Cristhian Andrey Mosquera Ibargüen (born 27 June 2004) is a Spanish professional footballer who plays mainly as a central defender for Valencia CF Mestalla.

Early life 
Born in Alicante, Valencian Community to Colombian parents, Mosquera first played basketball in his hometown, before joining futsal team San Blas Cañavate, as his cousin was playing there and they were missing a player for a youth tournament. Having later moved to play in -based team SCD Carolinas, he eventually joined the city main football club, Hércules CF.

Club career 
Mosquera joined Valencia CF's youth setup in 2016, aged 12. On 22 August 2020, while still in the Juvenil A squad, he renewed his contract with the club until 2023. He made his senior debut with the reserves on 4 September 2021, starting in a 3–1 Tercera División RFEF home win over CD Castellón B.
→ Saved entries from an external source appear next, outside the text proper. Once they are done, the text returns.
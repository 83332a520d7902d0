//! Explicit pipeline composition.
//!
//! Stages are pure functions over frames; this object owns only the
//! configuration and runs them in order:
//! readers -> union -> grid -> enricher -> window engine -> projector ->
//! partitioned write. One run is one full rebuild of the output root.

use std::collections::BTreeSet;
use std::path::{Path, PathBuf};

use anyhow::{Context, Result};
use polars::prelude::DataFrame;

use loadcast_io::{
    read_holiday_csv, read_load_csv, read_weather_csv, write_partitioned_parquet,
};

use crate::calendar::enrich_calendar;
use crate::columns::column_str;
use crate::config::PipelineConfig;
use crate::grid::build_time_grid;
use crate::project::project_features;
use crate::union::union_observations;
use crate::window::window_features;

/// Counts reported after a successful run.
#[derive(Debug)]
pub struct RunSummary {
    pub regions: usize,
    pub hours: usize,
    pub rows: usize,
    pub weather_rows: usize,
    pub output_root: PathBuf,
}

pub struct FeaturePipeline {
    config: PipelineConfig,
}

impl FeaturePipeline {
    pub fn new(config: PipelineConfig) -> Self {
        Self { config }
    }

    pub fn from_config_path(path: &Path) -> Result<Self> {
        Ok(Self::new(PipelineConfig::load(path)?))
    }

    pub fn config(&self) -> &PipelineConfig {
        &self.config
    }

    /// Run the full feature build and overwrite the output root.
    pub fn run(&self) -> Result<RunSummary> {
        let mut sources = Vec::with_capacity(self.config.sources.len());
        for spec in &self.config.sources {
            let frame = read_load_csv(spec)
                .with_context(|| format!("reading load source '{}'", spec.path))?;
            sources.push(frame);
        }

        // Weather files are ingested so schema problems fail the run, even
        // though their columns are not yet part of the feature set.
        let mut weather_rows = 0;
        for path in &self.config.weather {
            let frame = read_weather_csv(Path::new(path))
                .with_context(|| format!("reading weather source '{path}'"))?;
            weather_rows += frame.height();
        }

        let holidays = match &self.config.holidays {
            Some(spec) => Some(
                read_holiday_csv(Path::new(&spec.path), spec.date_column.as_deref())
                    .with_context(|| format!("reading holiday source '{}'", spec.path))?,
            ),
            None => None,
        };

        let observed = union_observations(&sources)?;
        let grid = build_time_grid(&observed)?;
        let enriched = enrich_calendar(grid, holidays.as_ref())?;
        let windowed = window_features(enriched)?;
        let mut features = project_features(&windowed)?;

        let regions = distinct_regions(&features)?;
        let rows = features.height();
        let hours = if regions == 0 { 0 } else { rows / regions };

        let output_root = PathBuf::from(&self.config.output.path);
        write_partitioned_parquet(&mut features, &output_root, &self.config.output.partitions)
            .context("writing partitioned feature dataset")?;

        Ok(RunSummary {
            regions,
            hours,
            rows,
            weather_rows,
            output_root,
        })
    }
}

fn distinct_regions(frame: &DataFrame) -> Result<usize> {
    let regions: BTreeSet<String> = column_str(frame, "region")?.into_iter().collect();
    Ok(regions.len())
}
//! Union & normalization of per-region observed frames.

use std::collections::BTreeMap;

use anyhow::{Context, Result};
use polars::prelude::*;

use loadcast_core::LoadcastError;

use crate::columns::{column_f64_opt, column_i64, column_str};

/// Merge per-region ObservedRecord frames into one long-format frame.
///
/// Duplicate (region, timestamp) keys are collapsed keep-first so the later
/// grid join cannot multiply rows. The result is sorted by (region,
/// timestamp).
pub fn union_observations(frames: &[DataFrame]) -> Result<DataFrame> {
    if frames.is_empty() {
        return Err(LoadcastError::Schema("no load sources to union".to_string()).into());
    }

    let mut merged: BTreeMap<(String, i64), Option<f64>> = BTreeMap::new();
    for df in frames {
        let regions = column_str(df, "region")?;
        let timestamps = column_i64(df, "timestamp")?;
        let loads = column_f64_opt(df, "load_mw")?;
        for row in 0..df.height() {
            merged
                .entry((regions[row].clone(), timestamps[row]))
                .or_insert(loads[row]);
        }
    }

    let mut regions = Vec::with_capacity(merged.len());
    let mut timestamps = Vec::with_capacity(merged.len());
    let mut loads = Vec::with_capacity(merged.len());
    for ((region, ts), load) in merged {
        regions.push(region);
        timestamps.push(ts);
        loads.push(load);
    }

    DataFrame::new(vec![
        Series::new("region", regions),
        Series::new("timestamp", timestamps),
        Series::new("load_mw", loads),
    ])
    .context("assembling unioned observed frame")
}
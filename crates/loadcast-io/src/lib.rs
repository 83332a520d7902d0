//! I/O layer for the loadcast pipeline: CSV source readers, single-file frame
//! read/write, the Hive-partitioned Parquet writer, and the object-storage
//! transfer boundary.

pub mod frames;
pub mod partition;
pub mod readers;
pub mod transfer;

pub use frames::{read_frame, write_frame};
pub use partition::write_partitioned_parquet;
pub use readers::{read_holiday_csv, read_load_csv, read_weather_csv, HolidaySpec, SourceSpec};
pub use transfer::{BlobStore, LocalBlobStore};
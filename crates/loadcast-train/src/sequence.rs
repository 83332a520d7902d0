//! Sliding-window sequence generation.

use anyhow::Result;
use ndarray::{Array2, Array3};

use loadcast_core::LoadcastError;

use crate::scaler::MinMaxScaler;

/// Default input window length, in hours.
pub const DEFAULT_SEQ_LEN: usize = 24;

/// Scaled windows ready for the model-training collaborator.
pub struct Prepared {
    /// Shape (L - W, W, 1).
    pub x: Array3<f64>,
    /// Shape (L - W, 1).
    pub y: Array2<f64>,
    pub scaler: MinMaxScaler,
}

/// Slide a window of `seq_len` over `values` with stride 1.
///
/// Produces `len - seq_len` pairs in increasing start-index order, matching
/// the chronological order of the source series: pair `i` is
/// `(values[i..i+seq_len], values[i+seq_len])`.
pub fn create_sequences(values: &[f64], seq_len: usize) -> Result<(Array3<f64>, Array2<f64>)> {
    if seq_len == 0 {
        return Err(LoadcastError::InsufficientData("window length must be > 0".into()).into());
    }
    if values.len() <= seq_len {
        return Err(LoadcastError::InsufficientData(format!(
            "series of length {} yields no windows of length {}",
            values.len(),
            seq_len
        ))
        .into());
    }

    let pairs = values.len() - seq_len;
    let mut x = Array3::zeros((pairs, seq_len, 1));
    let mut y = Array2::zeros((pairs, 1));
    for i in 0..pairs {
        for j in 0..seq_len {
            x[[i, j, 0]] = values[i + j];
        }
        y[[i, 0]] = values[i + seq_len];
    }
    Ok((x, y))
}

/// Fit a scaler over the whole series, scale it, and window it.
///
/// The fit covers the entire series: apply the returned scaler to any holdout
/// split rather than refitting on it, or the validation metrics leak. See
/// DESIGN.md for the train-only alternative.
pub fn prepare_sequences(series: &[f64], seq_len: usize) -> Result<Prepared> {
    let (scaled, scaler) = MinMaxScaler::fit_transform(series)?;
    let (x, y) = create_sequences(&scaled, seq_len)?;
    Ok(Prepared { x, y, scaler })
}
Having already featured on the bench for a few Liga fixtures that season, he made his first team debut on the 16 January 2022, starting in a 1–0 away win over CD Atlético Baleares, for the season's Copa del Rey. Playing every minutes of the game in the center of a 3-men defense, his coach José Bordalás praised him as the best on the field that night. At the age of 17 years, six months and 23 days, he became the eight-youngest player in the club's history, and the youngest centre-back.

Set to further renew his contract with the Che until 2025, Mosquera made his La Liga debut on the 19 January 2022 by starting in a 1–1 draw against Sevilla FC, again impressing in the axis of the defense for what was a difficult game against the likes of Rafa Mir. This made him the fourth-youngest footballer to ever play in La Liga with Los murciélagos, surpassing players such as Ferran Torres, Lee Kang-in or Yunus Musah.

International career
Mosquera represented Spain at under-15, under-16 and under-18 levels, winning a friendly tournament with the latter in October 2021, against Turkey, Romania and Portugal.

He also holds a Colombian passport, which makes him eligible to play for La Tricolor as well as Spain.

Style of play 
Mainly playing as a centre-back during his time at Valencia's academy, Mosquera can also play as a full-back on both sides. When he made the switch from futsal to association football as a youngster, he actually played as a winger, where he first showed his athletic abilities.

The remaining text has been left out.